### ACTION ITEM
Write out only the opening lines of the entries, through the line with "pub struct FileConfig".

RECORDS SHOWN Block Start

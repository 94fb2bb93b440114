//! azmond.toml configuration file.
//!
//! ```toml
//! listen = "0.0.0.0:8080"
//! subscriptions = ["00000000-0000-0000-0000-000000000000"]
//! management_endpoint = "https://management.azure.com"
//! metrics_endpoint_template = "https://{region}.metrics.monitor.azure.com"
//! access_token = "..."
//! log_format = "json"
//! ```
//!
//! Every key is optional. Command-line flags override file values.

use std::net::SocketAddr;
use std::path::Path;

use anyhow::Context;
use azmon_client::{DEFAULT_MANAGEMENT_ENDPOINT, DEFAULT_METRICS_ENDPOINT_TEMPLATE};
use clap::ValueEnum;
use serde::Deserialize;

pub const DEFAULT_LISTEN: &str = "0.0.0.0:8080";

#[derive(Debug, Clone, Copy, PartialEq, Eq, Default, Deserialize, ValueEnum)]
#[serde(rename_all = "lowercase")]
pub enum LogFormat {
    #[default]
    Text,
    Json,
}

#[derive(Debug, Clone, Default, Deserialize)]
#[serde(deny_unknown_fields)]
pub struct FileConfig {
    pub listen: Option<SocketAddr>,
    pub subscriptions: Option<Vec<String>>,
    pub management_endpoint: Option<String>,
    pub metrics_endpoint_template: Option<String>,
    pub access_token: Option<String>,
    pub log_format: Option<LogFormat>,
}

impl FileConfig {
    pub fn from_file(path: &Path) -> anyhow::Result<Self> {
        let content = std::fs::read_to_string(path)
            .with_context(|| format!("reading config file {}", path.display()))?;
        Self::parse(&content).with_context(|| format!("parsing config file {}", path.display()))
    }

    pub fn parse(content: &str) -> anyhow::Result<Self> {
        Ok(toml::from_str(content)?)
    }
}

/// Settings after merging flags over the file.
#[derive(Debug, Clone, PartialEq, Eq)]
pub struct Settings {
    pub listen: SocketAddr,
    /// Empty means discover at startup.
    pub subscriptions: Vec<String>,
    pub management_endpoint: String,
    pub metrics_endpoint_template: String,
    pub access_token: Option<String>,
    pub log_format: LogFormat,
}

/// Values given on the command line. `None`/empty means "not given".
#[derive(Debug, Clone, Default)]
pub struct Overrides {
    pub listen: Option<SocketAddr>,
    pub subscriptions: Vec<String>,
    pub management_endpoint: Option<String>,
    pub metrics_endpoint_template: Option<String>,
    pub access_token: Option<String>,
    pub log_format: Option<LogFormat>,
}

impl Settings {
    pub fn resolve(file: FileConfig, flags: Overrides) -> anyhow::Result<Self> {
        let listen = match flags.listen.or(file.listen) {
            Some(addr) => addr,
            None => DEFAULT_LISTEN.parse()?,
        };
        let subscriptions = if flags.subscriptions.is_empty() {
            file.subscriptions.unwrap_or_default()
        } else {
            flags.subscriptions
        };

        Ok(Self {
            listen,
            subscriptions,
            management_endpoint: flags
                .management_endpoint
                .or(file.management_endpoint)
                .unwrap_or_else(|| DEFAULT_MANAGEMENT_ENDPOINT.to_string()),
            metrics_endpoint_template: flags
                .metrics_endpoint_template
                .or(file.metrics_endpoint_template)
                .unwrap_or_else(|| DEFAULT_METRICS_ENDPOINT_TEMPLATE.to_string()),
            access_token: flags
                .access_token
                .or(file.access_token)
                .filter(|t| !t.is_empty()),
            log_format: flags.log_format.or(file.log_format).unwrap_or_default(),
        })
    }
}

#[cfg(test)]
mod tests {
    use super::*;

    #[test]
    fn defaults_without_file_or_flags() {
        let s = Settings::resolve(FileConfig::default(), Overrides::default()).unwrap();
        assert_eq!(s.listen, "0.0.0.0:8080".parse().unwrap());
        assert!(s.subscriptions.is_empty());
        assert_eq!(s.management_endpoint, "https://management.azure.com");
        assert_eq!(s.metrics_endpoint_template, "https://{region}.metrics.monitor.azure.com");
        assert_eq!(s.access_token, None);
        assert_eq!(s.log_format, LogFormat::Text);
    }

    #[test]
    fn parse_file() {
        let file = FileConfig::parse(
            r#"
listen = "127.0.0.1:9000"
subscriptions = ["a", "b"]
log_format = "json"
"#,
        )
        .unwrap();
        let s = Settings::resolve(file, Overrides::default()).unwrap();
        assert_eq!(s.listen, "127.0.0.1:9000".parse().unwrap());
        assert_eq!(s.subscriptions, vec!["a", "b"]);
        assert_eq!(s.log_format, LogFormat::Json);
    }

    #[test]
    fn flags_override_file() {
        let file = FileConfig::parse(
            r#"
subscriptions = ["file"]
management_endpoint = "https://file.example"
access_token = "from-file"
"#,
        )
        .unwrap();
        let flags = Overrides {
            subscriptions: vec!["flag".into()],
            access_token: Some("from-flag".into()),
            ..Default::default()
        };
        let s = Settings::resolve(file, flags).unwrap();
        assert_eq!(s.subscriptions, vec!["flag"]);
        assert_eq!(s.management_endpoint, "https://file.example");
        assert_eq!(s.access_token.as_deref(), Some("from-flag"));
    }

    #[test]
    fn unknown_key_rejected() {
        assert!(FileConfig::parse("lisen = \"x\"").is_err());
    }
}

RECORDS SHOWN Block End

### FINISHED EXERCISE
repository 94fb2bb93b440114
//! azmond.toml configuration file.
//!
//! ```toml
//! listen = "0.0.0.0:8080"
//! subscriptions = ["00000000-0000-0000-0000-000000000000"]
//! management_endpoint = "https://management.azure.com"
//! metrics_endpoint_template = "https://{region}.metrics.monitor.azure.com"
//! access_token = "..."
//! log_format = "json"
//! ```
//!
//! Every key is optional. Command-line flags override file values.

use std::net::SocketAddr;
use std::path::Path;

use anyhow::Context;
use azmon_client::{DEFAULT_MANAGEMENT_ENDPOINT, DEFAULT_METRICS_ENDPOINT_TEMPLATE};
use clap::ValueEnum;
use serde::Deserialize;

pub const DEFAULT_LISTEN: &str = "0.0.0.0:8080";

#[derive(Debug, Clone, Copy, PartialEq, Eq, Default, Deserialize, ValueEnum)]
#[serde(rename_all = "lowercase")]
pub enum LogFormat {
    #[default]
    Text,
    Json,
}

#[derive(Debug, Clone, Default, Deserialize)]
#[serde(deny_unknown_fields)]
pub struct FileConfig {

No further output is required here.